Вовка Дубинин приходил каждый день. Жил он на Пушкинской, 28, в знаменитом доме, который называли Серым за «наплеванную» бетонную штукатурку. Этот дом сохранился единственным в центре города,— как говорится, «и от бабушки ушел, и от дедушки ушел», выстоял бомбежки, залпы «катюш», его не успели сжечь при отступлении немцы. Напротив Серого взрывной волной забросило на крышу одноэтажного дома целехонькую трехтонку, она так и стояла до весны сорок третьего, пока рабочие хлебозавода не сбили сходни и не скатили по ним машину на землю. Половина Серого все- таки сгорела после освобождения Воронежа по вине какого-то разгильдяя, забывшего закрыть на ночь дверцу «буржуйки».
Жители Серого называли свой дом «тюрьмой народов», и не без основания — в уцелевшей части здания не работал водопровод, канализация и паровое отопление.
Жили Дубинины скученно, в маленькую двухкомнатную квартиру их набилось восемь человек, плюс бабка парализованная. Вовка домой приходил лишь ночевать. Учился он в вечерней школе у Ивана Яковлевича, подрабатывал в «Трудрезервах», где его мать, тетя Клава, начала работать старшим тренером по гимнастике.
Неожиданно заявились студенты. Расселись чинно — Женька Чарушина, большеглазая, с вьющимися, как после шестимесячной завивки, волосами. Нона, худющая, вроде меня. /Марк Рудин, Кастрюля и Плак- син-младший — сын нашего проректора, мы с ним оказались в одной группе. Он был удивительно похож на своего отца — тот же рост, те же голубые с белыми ресницами глаза, тот же цвет волос, огненно-красный, как медная проволока. Я не успел сжиться с ребятами, потому что не ходил на разборку кирпича в коробке ВИСИ, мне производственная практика засчитывалась в трам- парке, где я ночью с женщинами ремонтировал трамвайные пути. Больше всего допекал электропровод, по которому подавался с ВОГРЭС ток. Было несколько обрывов, потому что старые столбы проводки рухнули, новые поставили на живую нитку, мол, зиму простоят; зимой же по ночам выпадал иней,— летчики называют подобное обледенением,— провода рвались, могли быть и человеческие жертвы: напряжение-то в проводах высокое, но подобных ЧП, к всеобщей радости, не происходило. Мне повезло (не все же пруха Рогдаю): бригаду ремонтников возглавляла Маша, с наших минерских курсов. Она жила в общежитии, вышла замуж за безногого инвалида и была очень счастлива.

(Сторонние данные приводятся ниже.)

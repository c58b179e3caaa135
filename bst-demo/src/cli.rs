//! Command-line arguments

use clap::{Parser, ValueEnum};
use std::path::PathBuf;

use crate::scenario::{Scenario, ScenarioError};

/// Output format for the report
#[derive(Clone, Copy, Debug, Default, PartialEq, Eq, ValueEnum)]
pub enum OutputFormat {
    /// One labelled line per diagnostic
    #[default]
    Text,
    /// A single JSON object
    Json,
}

#[derive(Parser, Debug)]
#[command(name = "bst-demo")]
#[command(about = "Builds a persistent binary search tree and reports its diagnostics")]
pub struct Cli {
    /// Scenario YAML file (keys, shift, probes)
    #[arg(long, short = 's')]
    pub scenario: Option<PathBuf>,

    /// Override the keys to insert, comma separated
    #[arg(long, value_delimiter = ',', allow_negative_numbers = true)]
    pub keys: Option<Vec<i64>>,

    /// Override the amount added to every key
    #[arg(long, allow_negative_numbers = true)]
    pub shift: Option<i64>,

    /// Override the keys to trace a path to (repeatable)
    #[arg(long = "probe", allow_negative_numbers = true)]
    pub probes: Vec<i64>,

    /// Output format
    #[arg(long, value_enum, default_value_t = OutputFormat::Text)]
    pub format: OutputFormat,
}

impl Cli {
    /// Loads the scenario file, if any, and applies command-line overrides.
    pub fn resolve_scenario(&self) -> Result<Scenario, ScenarioError> {
        let mut scenario = match &self.scenario {
            Some(path) => Scenario::load(path)?,
            None => Scenario::default(),
        };

        if let Some(keys) = &self.keys {
            scenario.keys.clone_from(keys);
        }
        if let Some(shift) = self.shift {
            scenario.shift = shift;
        }
        if !self.probes.is_empty() {
            scenario.probes.clone_from(&self.probes);
        }

        Ok(scenario)
    }
}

— Свадьбу от нас зажилила,— сказал я ей.
— О чем ты говоришь! — ответила она.— У нас стульев нет, чтоб гостей усадить, тумбочка да кровать. Да и денег... С базара купить — дорого, он же не работает, у него солдатская пенсия, еще не пристроился, не получил специальность.
— Мы бы принесли.
— Свадьба на чужих подачках? — усмехнулась Маша.— Да и он сторонится людей. Такое пережить, знаешь, характер меняется. Он гостей не любит.
Я гостей любил, хотя принимать их в чужой квартире было неловко. Серафима Петровна была дома, проверяла тетради. Сколько она приносила тетрадей, уму непостижимо! Каждый вечер клала перед собой высоченную стопку, читала, правила сочинения учеников Седьмой образцово-показательной мужской школы. Я посмотрел, о чем они пишут. О каких-то «лишних людях». Онегин — лишний человек, Печорин — лишний человек, и еще было несметное количество «лишних», интересно, кто же тогда на Руси был нелишним? Герасим из «Муму»?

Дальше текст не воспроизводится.